“Development of tools to study a Microsporidian parasite’s life cycle and to disrupt HIV-1 co-receptor CCR5 in hematopoietic stem cells“
Vanessa Taupin – Children’s Hospital Los Angeles
Microsporidia are ubiquitous obligate intracellular parasites, and some species are opportunistic pathogens in immune-deficient humans. They show a complex life cycle including four stages where the infective phase is mediated by small resistant spores (1-2 um). In order to study the biogenesis of its structural components we developed a serial ultrathin-cuts method using transmission electron microscopy (TEM) combined with image analysis that allowed the 3-dimensional reconstruction of all of the different developmental stages of the parasite.We then investigated the differential expression of cell wall proteins during the intracellular development of Microsporidia. We adapted an in situ hybridization method for mRNA localization via ultrathin frozen sections coupled to immunolocalization of the corresponding proteins in TEM. One previous limitation of studying Microsporidian development was the inability to purify the various stages. To overcome this, and to enable the use of biochemical methods to study the metabolism and development of these parasites, we developed a method to isolate sporogonial stages using TEM, based on density gradient centrifugation. We also looked for the first time at the post-translational modifications of Microsporidia to identify all glycosylated motifs possibly implicated in attachment and invasion of host cells. We demonstrated the absence of N-glycosylation, characterized an unusual O-mannosylation and localized fucosylated proteins.
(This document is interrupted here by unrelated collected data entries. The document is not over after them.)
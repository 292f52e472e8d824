//! Integration test driver for `tests/integration/` submodule.
//!
//! Each `mod` below maps to a file that exercises a specific subsystem
//! against mock adapters.  All tests run on the host with no GPIO chip or
//! UART required.

mod app_service_tests;
mod sim_rig_tests;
CCR5 is the major cellular co-receptor for HIV-1 entry and an important target for HIV therapeutics. Therefore, we developed a gene therapy approach using Zinc Finger Nucleases (ZFNs) to knock out the CCR5 gene in hematopoietic stem cells (HSCs). We optimized several parameters, first in human cell lines and then in HSCs, including the delivery of ZFNs. By comparing nucleofection of plasmid DNA versus transduction by non-integrating lentiviral (NIL) vectors, we have achieved 4 to 15% disruption in HSCs. We further evaluated the effect of this procedure on HSC function by transplanting ZFN-treated HSCs into humanized NOD/SCID/IL2-R -/- mice. Following HIV-1 challenge, we observed a strong selection for cells carrying CCR5-disrupted alleles.